The terms "alternative porn" or "alt porn" were coined in the early 2000s in reference to SuicideGirls, RaverPorn, and similar sites. Longer-standing projects, such as Blue Blood, generally used terms such as "subcultural erotica".

Alt porn websites are often distinguished by their use of message boards, blogs, social networking, and other features of online community, encouraging participation by both models and viewers. While these features are not exclusive to alt porn sites, their inclusion stands in stark contrast to the standard operating procedures adopted by more typical porn sites which tend to feature more or less anonymous models who are viewed by anonymous visitors.

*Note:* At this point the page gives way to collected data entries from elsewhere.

//! Change-notification subscription records

use chrono::{DateTime, Duration, Utc};
use serde::{Deserialize, Serialize};

/// Which transport delivers notifications for a subscription
#[derive(Debug, Clone, Copy, PartialEq, Eq, Serialize, Deserialize)]
#[serde(rename_all = "snake_case")]
pub enum TransportKind {
    /// Long-lived Engine.IO socket to the notification endpoint
    Socket,
    /// HTTP subscription with remote-initiated callbacks
    Webhook,
    /// No push transport; the delta loop polls on the fallback cadence
    Polling,
}

/// A persisted change-notification subscription
#[derive(Debug, Clone, PartialEq, Serialize, Deserialize)]
pub struct Subscription {
    /// Identifier assigned by the remote store
    pub id: String,
    /// Resource scope the subscription covers (e.g. the drive root)
    pub resource: String,
    pub expires_at: DateTime<Utc>,
    pub transport: TransportKind,
    pub created_at: DateTime<Utc>,
}

impl Subscription {
    pub fn new(
        id: impl Into<String>,
        resource: impl Into<String>,
        expires_at: DateTime<Utc>,
        transport: TransportKind,
    ) -> Self {
        Self {
            id: id.into(),
            resource: resource.into(),
            expires_at,
            transport,
            created_at: Utc::now(),
        }
    }

    /// Renewal is proactive: within 24 hours of expiration
    #[must_use]
    pub fn needs_renewal(&self) -> bool {
        Utc::now() + Duration::hours(24) >= self.expires_at
    }

    #[must_use]
    pub fn is_expired(&self) -> bool {
        Utc::now() >= self.expires_at
    }
}

#[cfg(test)]
mod tests {
    use super::*;

    #[test]
    fn test_needs_renewal_window() {
        let fresh = Subscription::new(
            "sub-1",
            "/me/drive/root",
            Utc::now() + Duration::days(3),
            TransportKind::Webhook,
        );
        assert!(!fresh.needs_renewal());
        assert!(!fresh.is_expired());

        let closing = Subscription::new(
            "sub-2",
            "/me/drive/root",
            Utc::now() + Duration::hours(12),
            TransportKind::Webhook,
        );
        assert!(closing.needs_renewal());
        assert!(!closing.is_expired());

        let expired = Subscription::new(
            "sub-3",
            "/me/drive/root",
            Utc::now() - Duration::minutes(1),
            TransportKind::Socket,
        );
        assert!(expired.needs_renewal());
        assert!(expired.is_expired());
    }
}
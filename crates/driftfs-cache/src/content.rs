//! File-backed content store
//!
//! Layout: `<root>/content/<node-id>`, one body per item. The thumbnail
//! area uses the same layout under `<root>/thumbnails/` and is cleaned with
//! the same policy.

use std::collections::HashMap;
use std::io::SeekFrom;
use std::path::{Path, PathBuf};
use std::time::Duration;

use chrono::{DateTime, Utc};
use tokio::fs::{self, File, OpenOptions};
use tokio::io::{AsyncReadExt, AsyncSeekExt, AsyncWriteExt};
use tracing::{debug, info, warn};

use driftfs_core::domain::{DriftError, NodeId, QuickXorHash, QuickXorHasher};

/// Hash-verification read chunk
const VERIFY_CHUNK: usize = 256 * 1024;

/// Metadata of one cache entry
#[derive(Debug, Clone, Copy, PartialEq, Eq)]
pub struct CacheStat {
    pub size: u64,
    pub modified: Option<DateTime<Utc>>,
}

/// Per-entry input to [`ContentCache::cleanup`]
///
/// The metadata index owns liveness and access times; the cache only holds
/// bytes, so the caller supplies the policy view.
#[derive(Debug, Clone, Copy)]
pub struct CacheEntryPolicy {
    /// Pinned entries are exempt from retention eviction
    pub pinned: bool,
    /// Entries with unsynced local edits are never evicted
    pub dirty: bool,
    pub last_access: DateTime<Utc>,
}

/// Outcome of one cleanup pass
#[derive(Debug, Clone, Default, PartialEq, Eq)]
pub struct CleanupReport {
    /// Entries removed because no live inode references them
    pub orphans_removed: Vec<NodeId>,
    /// Entries evicted because they idled past the retention window
    pub evicted: Vec<NodeId>,
    pub bytes_freed: u64,
}

/// File-backed content store keyed by node id
pub struct ContentCache {
    content_dir: PathBuf,
}

impl ContentCache {
    /// Creates the cache under `cache_dir`, creating directories as needed
    pub async fn new(cache_dir: &Path) -> Result<Self, DriftError> {
        let content_dir = cache_dir.join("content");
        fs::create_dir_all(&content_dir)
            .await
            .map_err(|e| io_error("create cache directory", &content_dir, e))?;
        Ok(Self { content_dir })
    }

    /// Path of an entry's backing file
    #[must_use]
    pub fn entry_path(&self, id: NodeId) -> PathBuf {
        self.content_dir.join(id.as_u64().to_string())
    }

    /// Opens an entry for appending writes, creating it lazily
    pub async fn open(&self, id: NodeId) -> Result<File, DriftError> {
        let path = self.entry_path(id);
        OpenOptions::new()
            .read(true)
            .write(true)
            .create(true)
            .truncate(false)
            .open(&path)
            .await
            .map_err(|e| io_error("open cache entry", &path, e))
    }

    /// Writes `data` at `offset`, creating the entry if needed
    pub async fn write(&self, id: NodeId, offset: u64, data: &[u8]) -> Result<u64, DriftError> {
        let mut file = self.open(id).await?;
        file.seek(SeekFrom::Start(offset))
            .await
            .map_err(|e| io_error("seek cache entry", &self.entry_path(id), e))?;
        file.write_all(data)
            .await
            .map_err(|e| io_error("write cache entry", &self.entry_path(id), e))?;
        file.flush()
            .await
            .map_err(|e| io_error("flush cache entry", &self.entry_path(id), e))?;
        Ok(data.len() as u64)
    }

    /// Reads up to `len` bytes at `offset`; short reads happen at EOF
    pub async fn read(&self, id: NodeId, offset: u64, len: usize) -> Result<Vec<u8>, DriftError> {
        let path = self.entry_path(id);
        let mut file = File::open(&path)
            .await
            .map_err(|e| io_error("open cache entry", &path, e))?;
        file.seek(SeekFrom::Start(offset))
            .await
            .map_err(|e| io_error("seek cache entry", &path, e))?;

        let mut buffer = vec![0u8; len];
        let mut filled = 0;
        while filled < len {
            let n = file
                .read(&mut buffer[filled..])
                .await
                .map_err(|e| io_error("read cache entry", &path, e))?;
            if n == 0 {
                break;
            }
            filled += n;
        }
        buffer.truncate(filled);
        Ok(buffer)
    }

    /// Truncates an entry to `size` bytes
    pub async fn truncate(&self, id: NodeId, size: u64) -> Result<(), DriftError> {
        let file = self.open(id).await?;
        file.set_len(size)
            .await
            .map_err(|e| io_error("truncate cache entry", &self.entry_path(id), e))
    }

    /// Verifies the entry against `expected` and returns its size
    ///
    /// On mismatch the entry is discarded and `Validation` is returned; a
    /// `Hydrated` inode must never reference unverified bytes.
    pub async fn finalize(
        &self,
        id: NodeId,
        expected: &QuickXorHash,
    ) -> Result<u64, DriftError> {
        let (actual, size) = self.compute_hash(id).await?;

        if &actual != expected {
            warn!(
                node = %id,
                expected = %expected,
                actual = %actual,
                "Checksum mismatch, discarding cache entry"
            );
            self.delete(id).await?;
            return Err(DriftError::Validation(format!(
                "checksum mismatch for node {id}: expected {expected}, got {actual}"
            )));
        }

        debug!(node = %id, size, "Cache entry finalized");
        Ok(size)
    }

    /// Streams the entry through the quick-xor hasher
    pub async fn compute_hash(&self, id: NodeId) -> Result<(QuickXorHash, u64), DriftError> {
        let path = self.entry_path(id);
        let mut file = File::open(&path)
            .await
            .map_err(|e| io_error("open cache entry", &path, e))?;

        let mut hasher = QuickXorHasher::new();
        let mut buffer = vec![0u8; VERIFY_CHUNK];
        let mut total = 0u64;
        loop {
            let n = file
                .read(&mut buffer)
                .await
                .map_err(|e| io_error("read cache entry", &path, e))?;
            if n == 0 {
                break;
            }
            hasher.update(&buffer[..n]);
            total += n as u64;
        }
        Ok((hasher.finalize(), total))
    }

    /// Removes an entry; removing a missing entry is a no-op
    pub async fn delete(&self, id: NodeId) -> Result<(), DriftError> {
        let path = self.entry_path(id);
        match fs::remove_file(&path).await {
            Ok(()) => Ok(()),
            Err(e) if e.kind() == std::io::ErrorKind::NotFound => Ok(()),
            Err(e) => Err(io_error("remove cache entry", &path, e)),
        }
    }

    /// Returns entry metadata, or `None` when no entry exists
    pub async fn stat(&self, id: NodeId) -> Result<Option<CacheStat>, DriftError> {
        let path = self.entry_path(id);
        match fs::metadata(&path).await {
            Ok(meta) => Ok(Some(CacheStat {
                size: meta.len(),
                modified: meta.modified().ok().map(DateTime::<Utc>::from),
            })),
            Err(e) if e.kind() == std::io::ErrorKind::NotFound => Ok(None),
            Err(e) => Err(io_error("stat cache entry", &path, e)),
        }
    }

    /// Removes orphaned entries and evicts entries idle past `retention`
    ///
    /// `live` maps every node the metadata index still knows to its policy
    /// view; entries without a mapping are orphans. Idempotent on a
    /// quiescent cache.
    pub async fn cleanup(
        &self,
        retention: Duration,
        live: &HashMap<NodeId, CacheEntryPolicy>,
    ) -> Result<CleanupReport, DriftError> {
        let mut report = CleanupReport::default();
        let cutoff = Utc::now()
            - chrono::Duration::from_std(retention)
                .unwrap_or_else(|_| chrono::Duration::days(30));

        let mut entries = fs::read_dir(&self.content_dir)
            .await
            .map_err(|e| io_error("list cache", &self.content_dir, e))?;

        while let Some(entry) = entries
            .next_entry()
            .await
            .map_err(|e| io_error("list cache", &self.content_dir, e))?
        {
            let name = entry.file_name();
            let Some(id) = name.to_str().and_then(|s| s.parse::<u64>().ok()) else {
                // Foreign files are left alone.
                continue;
            };
            let id = NodeId::new(id);
            let size = entry.metadata().await.map(|m| m.len()).unwrap_or(0);

            match live.get(&id) {
                None => {
                    self.delete(id).await?;
                    report.orphans_removed.push(id);
                    report.bytes_freed += size;
                }
                Some(policy) => {
                    if !policy.pinned && !policy.dirty && policy.last_access < cutoff {
                        self.delete(id).await?;
                        report.evicted.push(id);
                        report.bytes_freed += size;
                    }
                }
            }
        }

        if !report.orphans_removed.is_empty() || !report.evicted.is_empty() {
            info!(
                orphans = report.orphans_removed.len(),
                evicted = report.evicted.len(),
                bytes_freed = report.bytes_freed,
                "Cache cleanup completed"
            );
        }
        Ok(report)
    }

    /// Total bytes held by the cache
    pub async fn disk_usage(&self) -> Result<u64, DriftError> {
        let mut total = 0u64;
        let mut entries = fs::read_dir(&self.content_dir)
            .await
            .map_err(|e| io_error("list cache", &self.content_dir, e))?;
        while let Some(entry) = entries
            .next_entry()
            .await
            .map_err(|e| io_error("list cache", &self.content_dir, e))?
        {
            if let Ok(meta) = entry.metadata().await {
                if meta.is_file() {
                    total += meta.len();
                }
            }
        }
        Ok(total)
    }
}

fn io_error(action: &str, path: &Path, e: std::io::Error) -> DriftError {
    DriftError::StorageCorrupt(format!("{action} {}: {e}", path.display()))
}
//! Webhook transport
//!
//! Secondary transport: the remote store POSTs change notifications to a
//! local HTTP listener registered through a subscription. The listener
//! answers the store's validation handshake (echoing `validationToken` as
//! `text/plain`) and turns notification bodies into change hints.

use std::net::SocketAddr;
use std::sync::atomic::{AtomicBool, Ordering};
use std::sync::Arc;

use http_body_util::{BodyExt, Full};
use hyper::body::{Bytes, Incoming};
use hyper::server::conn::http1;
use hyper::service::service_fn;
use hyper::{Request, Response, StatusCode};
use hyper_util::rt::TokioIo;
use serde::Deserialize;
use tokio::net::TcpListener;
use tokio::sync::mpsc;
use tokio_util::sync::CancellationToken;
use tracing::{debug, info, warn};

use driftfs_core::domain::{DriftError, TransportKind};
use driftfs_core::ports::transport::ChangeHint;

use crate::notifier::ChangeTransport;

/// Notification batch body sent by the remote store
#[derive(Debug, Deserialize)]
struct NotificationBatch {
    #[serde(default)]
    value: Vec<NotificationEntry>,
}

#[derive(Debug, Deserialize)]
#[serde(rename_all = "camelCase")]
struct NotificationEntry {
    subscription_id: Option<String>,
    resource: Option<String>,
}

/// HTTP callback listener for subscription notifications
pub struct WebhookTransport {
    bind_addr: SocketAddr,
    /// Resource reported when an entry does not name one
    resource: String,
}

impl WebhookTransport {
    pub fn new(bind_addr: SocketAddr, resource: impl Into<String>) -> Self {
        Self {
            bind_addr,
            resource: resource.into(),
        }
    }
}

#[async_trait::async_trait]
impl ChangeTransport for WebhookTransport {
    fn kind(&self) -> TransportKind {
        TransportKind::Webhook
    }

    async fn run_once(
        &self,
        hints: mpsc::Sender<ChangeHint>,
        connected: Arc<AtomicBool>,
        shutdown: CancellationToken,
    ) -> Result<(), DriftError> {
        let listener = TcpListener::bind(self.bind_addr)
            .await
            .map_err(|e| DriftError::Network(format!("webhook bind {}: {e}", self.bind_addr)))?;

        info!(addr = %self.bind_addr, "Webhook listener started");
        connected.store(true, Ordering::Release);

        let default_resource = Arc::new(self.resource.clone());

        let result = loop {
            tokio::select! {
                _ = shutdown.cancelled() => break Ok(()),

                accepted = listener.accept() => {
                    let (stream, peer) = match accepted {
                        Ok(pair) => pair,
                        Err(e) => break Err(DriftError::Network(format!("webhook accept: {e}"))),
                    };
                    debug!(%peer, "Webhook connection accepted");

                    let hints = hints.clone();
                    let default_resource = default_resource.clone();
                    let io = TokioIo::new(stream);

                    tokio::spawn(async move {
                        let service = service_fn(move |req: Request<Incoming>| {
                            let hints = hints.clone();
                            let default_resource = default_resource.clone();
                            async move { handle_request(req, hints, &default_resource).await }
                        });

                        if let Err(e) = http1::Builder::new().serve_connection(io, service).await {
                            debug!(error = %e, "Webhook connection ended with error");
                        }
                    });
                }
            }
        };

        connected.store(false, Ordering::Release);
        result
    }
}

async fn handle_request(
    req: Request<Incoming>,
    hints: mpsc::Sender<ChangeHint>,
    default_resource: &str,
) -> Result<Response<Full<Bytes>>, hyper::Error> {
    // Validation handshake: echo the token back as plain text.
    if let Some(token) = validation_token(req.uri().query()) {
        debug!("Answering subscription validation handshake");
        let mut response = Response::new(Full::new(Bytes::from(token)));
        response.headers_mut().insert(
            hyper::header::CONTENT_TYPE,
            hyper::header::HeaderValue::from_static("text/plain"),
        );
        return Ok(response);
    }

    let body = req.into_body().collect().await?.to_bytes();
    match serde_json::from_slice::<NotificationBatch>(&body) {
        Ok(batch) => {
            for entry in batch.value {
                let mut hint = ChangeHint::new(
                    entry
                        .resource
                        .unwrap_or_else(|| default_resource.to_string()),
                    TransportKind::Webhook,
                );
                if let Some(id) = entry.subscription_id {
                    hint = hint.with_subscription(id);
                }
                if hints.send(hint).await.is_err() {
                    break;
                }
            }
        }
        Err(e) => warn!(error = %e, "Undecodable webhook notification body"),
    }

    // The store expects a fast 202 regardless of processing.
    let mut response = Response::new(Full::new(Bytes::new()));
    *response.status_mut() = StatusCode::ACCEPTED;
    Ok(response)
}

/// Extracts `validationToken` from a query string
fn validation_token(query: Option<&str>) -> Option<String> {
    let query = query?;
    url::form_urlencoded::parse(query.as_bytes())
        .find(|(key, _)| key == "validationToken")
        .map(|(_, value)| value.into_owned())
}

#[cfg(test)]
mod tests {
    use super::*;

    #[test]
    fn test_validation_token_extraction() {
        assert_eq!(
            validation_token(Some("validationToken=abc%20def")),
            Some("abc def".to_string())
        );
        assert_eq!(validation_token(Some("other=1")), None);
        assert_eq!(validation_token(None), None);
    }

    #[test]
    fn test_notification_batch_deserialization() {
        let json = r#"{
            "value": [
                { "subscriptionId": "s1", "resource": "/me/drive/root" },
                { "subscriptionId": "s2" }
            ]
        }"#;
        let batch: NotificationBatch = serde_json::from_str(json).unwrap();
        assert_eq!(batch.value.len(), 2);
        assert_eq!(batch.value[0].subscription_id.as_deref(), Some("s1"));
        assert!(batch.value[1].resource.is_none());
    }

    #[test]
    fn test_empty_batch_defaults() {
        let batch: NotificationBatch = serde_json::from_str("{}").unwrap();
        assert!(batch.value.is_empty());
    }

    #[tokio::test]
    async fn test_webhook_round_trip() {
        use std::time::Duration;
        use tokio::io::{AsyncReadExt, AsyncWriteExt};

        // Reserve an ephemeral port for the listener.
        let probe = TcpListener::bind("127.0.0.1:0").await.unwrap();
        let addr = probe.local_addr().unwrap();
        drop(probe);

        let transport = Arc::new(WebhookTransport::new(addr, "/me/drive/root"));
        let (tx, mut rx) = mpsc::channel(8);
        let connected = Arc::new(AtomicBool::new(false));
        let shutdown = CancellationToken::new();

        let runner = {
            let transport = transport.clone();
            let connected = connected.clone();
            let shutdown = shutdown.clone();
            tokio::spawn(async move { transport.run_once(tx, connected, shutdown).await })
        };

        // Wait for the listener to come up.
        for _ in 0..50 {
            if connected.load(Ordering::SeqCst) {
                break;
            }
            tokio::time::sleep(Duration::from_millis(10)).await;
        }
        assert!(connected.load(Ordering::SeqCst));

        // Validation handshake echoes the token.
        let mut stream = tokio::net::TcpStream::connect(addr).await.unwrap();
        stream
            .write_all(
                b"POST /notify?validationToken=tok-1 HTTP/1.1\r\nHost: t\r\nContent-Length: 0\r\nConnection: close\r\n\r\n",
            )
            .await
            .unwrap();
        let mut response = Vec::new();
        stream.read_to_end(&mut response).await.unwrap();
        let response = String::from_utf8_lossy(&response);
        assert!(response.starts_with("HTTP/1.1 200"));
        assert!(response.ends_with("tok-1"));

        // A notification batch becomes a hint.
        let body = r#"{"value":[{"subscriptionId":"s1","resource":"/me/drive/root"}]}"#;
        let request = format!(
            "POST /notify HTTP/1.1\r\nHost: t\r\nContent-Type: application/json\r\nContent-Length: {}\r\nConnection: close\r\n\r\n{body}",
            body.len()
        );
        let mut stream = tokio::net::TcpStream::connect(addr).await.unwrap();
        stream.write_all(request.as_bytes()).await.unwrap();
        let mut response = Vec::new();
        stream.read_to_end(&mut response).await.unwrap();
        assert!(String::from_utf8_lossy(&response).starts_with("HTTP/1.1 202"));

        let hint = rx.recv().await.unwrap();
        assert_eq!(hint.subscription_id.as_deref(), Some("s1"));
        assert_eq!(hint.resource, "/me/drive/root");
        assert_eq!(hint.transport, TransportKind::Webhook);

        shutdown.cancel();
        let _ = runner.await;
    }
}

Alt porn-themed videos are also becoming a growing niche in the adult video market. The work of directors Stephen Sayadian and Gregory Dark during the 1980s and early 1990s had many of the features of later alt porn, and are often cited as being key contributing influences on current alt porn video. In 2001, two amateur videos under the title Technosex were produced, featuring women involved in the rave scene along with a techno music soundtrack. Since 2004, director Eon McKai has been producing alt porn-themed videos for VCA Pictures (an otherwise mainstream adult video studio) and, in 2006, was signed by Vivid Entertainment to produce alt porn-themed videos under the Vivid-ALT imprint. In 2006, McKai remade Gregory Dark's seminal punk porno film New Wave Hookers, using some of the original script with a different twist and calling the film Neu Wave Hookers. Vivid-ALT had also signed noted fetish photographers Dave Naz and Octavio "Winkytiki" Arizala.

== Controversies ==

Many members of the alt porn community disagree on the definition of alt porn. Some consider it mostly an aesthetic quality while others see it as having a more ideological definition. This includes controversies over whether alt porn sites and videos should restrict themselves to softcore pin-up photography or include more sexually explicit hardcore content, whether alt porn need be explicitly feminist or not, and whether alt porn venues should present models of all genders and a range of body types rather than just conventionally attractive young women. Since every pornography company conducts its business and treats their models differently, it is hard to define it on an ideological basis, although the models' freedom to speak their mind both about the industry, their employers, and political agendas is considered by some to be a vital part of the alt porn community. SuicideGirls have been criticized for restricting their employees' ability to make public comments of this nature. This led to a public falling out between the owners of SuicideGirls and a number of their former models, and larger debates as to whether alternative porn was inherently any more empowering than mainstream porn.